Speaker
Description
Introduction
In ITER the density of deuterium and tritium will be controlled by injection of cryogenic pellets, with D and T isotopes separately to allow active isotope ratio control. Due to technical limitations and high pedestal temperatures the pellets will be ablated at the plasma periphery, about at the pedestal top. For deeper penetration one have to invoke curvature drift and inward particle transport. Another parameter governing the ITER pellet fuelling is rather small relative size of the pellets which is difficult to match in medium size machines but just possible by small pellets in JET. This paper present unique pellet fuelling dataset from JET addressing aforementioned issues.
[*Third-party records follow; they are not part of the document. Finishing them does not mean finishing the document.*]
//! `wasmi`-backed circuit guest
//!
//! Loads a compiled circuit module, links the host imports under the
//! configured namespace, and resolves every export of the contract up front
//! so a module missing one fails at load time rather than mid-calculation.

use wasmi::{
    Caller, Engine, Extern, Instance, Linker, Memory, Module, Store, TypedFunc, WasmParams,
    WasmResults,
};
use witcalc_spec::{FieldParams, SignalHash};

use crate::error::{Result, RuntimeError};
use crate::guest::{exports, CircuitGuest};
use crate::imports::{self, ErrorCall, GuestErrorReport, HostImports, TracingImports};

/// Guest loading configuration
#[derive(Debug, Clone)]
pub struct GuestConfig {
    /// Module name the host imports are registered under
    pub import_namespace: String,

    /// Name of the exported linear memory
    pub memory_export: String,

    /// Emit trace events from the guest's tracing hooks
    pub trace_imports: bool,
}

impl Default for GuestConfig {
    fn default() -> Self {
        Self {
            import_namespace: "runtime".to_string(),
            memory_export: "memory".to_string(),
            trace_imports: false,
        }
    }
}

/// Host-side state reachable from import callbacks
pub struct HostState {
    imports: Box<dyn HostImports>,
    field: Option<FieldParams>,
    memory_export: String,
    /// Report from the last `error` import, consumed when the trap surfaces
    pending_error: Option<GuestErrorReport>,
}

impl std::fmt::Debug for HostState {
    fn fmt(&self, f: &mut std::fmt::Formatter<'_>) -> std::fmt::Result {
        f.debug_struct("HostState")
            .field("field", &self.field)
            .field("memory_export", &self.memory_export)
            .field("pending_error", &self.pending_error)
            .finish_non_exhaustive()
    }
}

struct Exports {
    get_fr_len: TypedFunc<(), i32>,
    get_p_raw_prime: TypedFunc<(), i32>,
    get_n_vars: TypedFunc<(), i32>,
    init: TypedFunc<i32, ()>,
    get_signal_offset32: TypedFunc<(i32, i32, i32, i32), ()>,
    set_signal: TypedFunc<(i32, i32, i32, i32), ()>,
    get_p_witness: TypedFunc<i32, i32>,
    get_witness_buffer: TypedFunc<(), i32>,
}

impl Exports {
    fn resolve(instance: &Instance, store: &Store<HostState>) -> Result<Self> {
        Ok(Self {
            get_fr_len: typed(instance, store, exports::GET_FR_LEN)?,
            get_p_raw_prime: typed(instance, store, exports::GET_P_RAW_PRIME)?,
            get_n_vars: typed(instance, store, exports::GET_N_VARS)?,
            init: typed(instance, store, exports::INIT)?,
            get_signal_offset32: typed(instance, store, exports::GET_SIGNAL_OFFSET32)?,
            set_signal: typed(instance, store, exports::SET_SIGNAL)?,
            get_p_witness: typed(instance, store, exports::GET_P_WITNESS)?,
            get_witness_buffer: typed(instance, store, exports::GET_WITNESS_BUFFER)?,
        })
    }
}

fn typed<P: WasmParams, R: WasmResults>(
    instance: &Instance,
    store: &Store<HostState>,
    name: &str,
) -> Result<TypedFunc<P, R>> {
    instance
        .get_typed_func::<P, R>(store, name)
        .map_err(|e| RuntimeError::ModuleContract(format!("export `{name}`: {e}")))
}

/// A compiled circuit instantiated in `wasmi`
pub struct WasmiGuest {
    store: Store<HostState>,
    memory: Memory,
    exports: Exports,
}

impl std::fmt::Debug for WasmiGuest {
    fn fmt(&self, f: &mut std::fmt::Formatter<'_>) -> std::fmt::Result {
        f.debug_struct("WasmiGuest")
            .field("state", self.store.data())
            .field("memory_size", &self.memory.data(&self.store).len())
            .finish_non_exhaustive()
    }
}

impl WasmiGuest {
    /// Load a module with the default configuration and tracing imports
    pub fn new(wasm: &[u8]) -> Result<Self> {
        Self::with_config(wasm, GuestConfig::default())
    }

    /// Load a module with the default import sink
    pub fn with_config(wasm: &[u8], config: GuestConfig) -> Result<Self> {
        let imports = TracingImports::new(config.trace_imports);
        Self::with_imports(wasm, config, imports)
    }

    /// Load a module, routing guest-to-host calls to `imports`
    pub fn with_imports(
        wasm: &[u8],
        config: GuestConfig,
        imports: impl HostImports + 'static,
    ) -> Result<Self> {
        let engine = Engine::default();
        let module = Module::new(&engine, wasm)
            .map_err(|e| RuntimeError::ModuleContract(format!("invalid module: {e}")))?;

        let state = HostState {
            imports: Box::new(imports),
            field: None,
            memory_export: config.memory_export.clone(),
            pending_error: None,
        };
        let mut store = Store::new(&engine, state);

        let mut linker = Linker::new(&engine);
        define_imports(&mut linker, &config.import_namespace)?;

        let instance = linker
            .instantiate(&mut store, &module)
            .and_then(|pre| pre.start(&mut store))
            .map_err(|e| RuntimeError::ModuleContract(format!("instantiation failed: {e}")))?;

        let memory = instance
            .get_memory(&store, &config.memory_export)
            .ok_or_else(|| {
                RuntimeError::ModuleContract(format!(
                    "missing memory export `{}`",
                    config.memory_export
                ))
            })?;
        let exports = Exports::resolve(&instance, &store)?;

        tracing::debug!(
            memory_size = memory.data(&store).len(),
            "circuit module instantiated"
        );

        Ok(Self {
            store,
            memory,
            exports,
        })
    }
}

/// Call an export, preferring a report left by the guest's `error` import
/// over the bare trap when the call fails
fn invoke<P: WasmParams, R: WasmResults>(
    store: &mut Store<HostState>,
    export: &'static str,
    func: &TypedFunc<P, R>,
    params: P,
) -> Result<R> {
    store.data_mut().pending_error = None;
    func.call(&mut *store, params)
        .map_err(|e| match store.data_mut().pending_error.take() {
            Some(report) => RuntimeError::GuestAssertion(report),
            None => RuntimeError::GuestCall {
                export,
                message: e.to_string(),
            },
        })
}

impl CircuitGuest for WasmiGuest {
    fn memory(&self) -> &[u8] {
        self.memory.data(&self.store)
    }

    fn memory_mut(&mut self) -> &mut [u8] {
        self.memory.data_mut(&mut self.store)
    }

    fn get_fr_len(&mut self) -> Result<u32> {
        let f = &self.exports.get_fr_len;
        Ok(invoke(&mut self.store, exports::GET_FR_LEN, f, ())? as u32)
    }

    fn get_p_raw_prime(&mut self) -> Result<u32> {
        let f = &self.exports.get_p_raw_prime;
        Ok(invoke(&mut self.store, exports::GET_P_RAW_PRIME, f, ())? as u32)
    }

    fn get_n_vars(&mut self) -> Result<u32> {
        let f = &self.exports.get_n_vars;
        Ok(invoke(&mut self.store, exports::GET_N_VARS, f, ())? as u32)
    }

    fn init(&mut self, sanity_check: bool) -> Result<()> {
        let f = &self.exports.init;
        invoke(&mut self.store, exports::INIT, f, i32::from(sanity_check))
    }

    fn get_signal_offset32(&mut self, result_ptr: u32, component: u32, hash: SignalHash) -> Result<()> {
        let f = &self.exports.get_signal_offset32;
        let params = (
            result_ptr as i32,
            component as i32,
            hash.msb as i32,
            hash.lsb as i32,
        );
        invoke(&mut self.store, exports::GET_SIGNAL_OFFSET32, f, params)
    }

    fn set_signal(&mut self, component: u32, sub_component: u32, signal: u32, value_ptr: u32) -> Result<()> {
        let f = &self.exports.set_signal;
        let params = (
            component as i32,
            sub_component as i32,
            signal as i32,
            value_ptr as i32,
        );
        invoke(&mut self.store, exports::SET_SIGNAL, f, params)
    }

    fn get_p_witness(&mut self, index: u32) -> Result<u32> {
        let f = &self.exports.get_p_witness;
        Ok(invoke(&mut self.store, exports::GET_P_WITNESS, f, index as i32)? as u32)
    }

    fn get_witness_buffer(&mut self) -> Result<u32> {
        let f = &self.exports.get_witness_buffer;
        Ok(invoke(&mut self.store, exports::GET_WITNESS_BUFFER, f, ())? as u32)
    }

    fn attach_field(&mut self, field: &FieldParams) {
        self.store.data_mut().field = Some(field.clone());
    }
}

fn caller_memory(caller: &Caller<'_, HostState>) -> std::result::Result<Memory, wasmi::Error> {
    let name = caller.data().memory_export.clone();
    caller
        .get_export(&name)
        .and_then(Extern::into_memory)
        .ok_or_else(|| wasmi::Error::new(format!("missing memory export `{name}`")))
}

fn link_error(name: &str, e: impl std::fmt::Display) -> RuntimeError {
    RuntimeError::ModuleContract(format!("cannot define import `{name}`: {e}"))
}

/// Register the six host imports under `namespace`
fn define_imports(linker: &mut Linker<HostState>, namespace: &str) -> Result<()> {
    linker
        .func_wrap(
            namespace,
            imports::ERROR,
            |mut caller: Caller<'_, HostState>,
             code: i32,
             str_ptr: i32,
             a: i32,
             b: i32,
             c: i32,
             d: i32|
             -> std::result::Result<(), wasmi::Error> {
                let call = ErrorCall {
                    code: code as u32,
                    str_ptr: str_ptr as u32,
                    a: a as u32,
                    b: b as u32,
                    c: c as u32,
                    d: d as u32,
                };
                let memory = caller_memory(&caller)?;
                let report = imports::render_error(
                    memory.data(&caller),
                    caller.data().field.as_ref(),
                    call,
                );
                let message = report.to_string();
                let state = caller.data_mut();
                state.imports.error(&report);
                state.pending_error = Some(report);
                Err(wasmi::Error::new(message))
            },
        )
        .map_err(|e| link_error(imports::ERROR, e))?;

    linker
        .func_wrap(
            namespace,
            imports::LOG_SET_SIGNAL,
            |mut caller: Caller<'_, HostState>, signal: i32, value_ptr: i32| {
                caller
                    .data_mut()
                    .imports
                    .log_set_signal(signal as u32, value_ptr as u32);
            },
        )
        .map_err(|e| link_error(imports::LOG_SET_SIGNAL, e))?;

    linker
        .func_wrap(
            namespace,
            imports::LOG_GET_SIGNAL,
            |mut caller: Caller<'_, HostState>, signal: i32, value_ptr: i32| {
                caller
                    .data_mut()
                    .imports
                    .log_get_signal(signal as u32, value_ptr as u32);
            },
        )
        .map_err(|e| link_error(imports::LOG_GET_SIGNAL, e))?;

    linker
        .func_wrap(
            namespace,
            imports::LOG_START_COMPONENT,
            |mut caller: Caller<'_, HostState>, component: i32| {
                caller
                    .data_mut()
                    .imports
                    .log_start_component(component as u32);
            },
        )
        .map_err(|e| link_error(imports::LOG_START_COMPONENT, e))?;

    linker
        .func_wrap(
            namespace,
            imports::LOG_FINISH_COMPONENT,
            |mut caller: Caller<'_, HostState>, component: i32| {
                caller
                    .data_mut()
                    .imports
                    .log_finish_component(component as u32);
            },
        )
        .map_err(|e| link_error(imports::LOG_FINISH_COMPONENT, e))?;

    linker
        .func_wrap(
            namespace,
            imports::LOG,
            |mut caller: Caller<'_, HostState>, value: i32| {
                caller.data_mut().imports.log(value as u32);
            },
        )
        .map_err(|e| link_error(imports::LOG, e))?;

    Ok(())
}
As a result for the first time pellets of ITER like relative size are injected into high current high power JET plasmas.
Deuterium pellets into hydrogen plasma
The first experiment [1.] was performed with plasma fuelling provided by hydrogen gas and hydrogen beams. In addition, RF heating at second harmonic hydrogen resonance is used. Plasma current was 1.4MA. After stationary hydrogen H-mode is established, fuelling by ~20mm3 deuterium pellets from the high field side is applied (see figure 1). The reduction from nominal pellet size of 40mm3 was possible by “double cut” method. During injection of deuterium pellets into hydrogen plasma the isotope mix ratio was measured by four independent methods: Balmer-alpha spectroscopy, Penning gauges, charge exchange spectroscopy in the plasma core, and from neutron rate. The last uses the modelling of particle transport JETTO code combined with HPI2 pellet deposition code. All methods show that isotopic mix is close to $n_D/\left(n_H+n_D\right) = 0.45$ during the flattop.
The pellet fuelling flux required for this mix is $\Phi_{pel}=0.045 P_{aux}/T_{e,ped}$ or $\Phi_{pel,D\rightarrow D}=0.10P_{aux}/T_{e,ped}$ to extrapolate to the case of deuterium pellets and deuterium plasma. The front coefficient 0.1 is within a factor 1.4 - 2 the same than found in our previous pellet fuelling experiments in pure deuterium plasmas in AUG [2].
When pellet is injected into plasma it creates transiently a zone of reversed gradient of deuterium density. As a consequence, the deuterium ion particle flux reverses from outwards to inwards and consequently deuterium concentration in the core increases as manifested by increase of neutron rate signal in figure 1. This situation is transient. When evaluated during post pellet phase at $r/a=0.5$ the deuterium particle duffusivity is $D_D=1.38m^2/s$ or $D_D/\chi_{eff}=0.41$.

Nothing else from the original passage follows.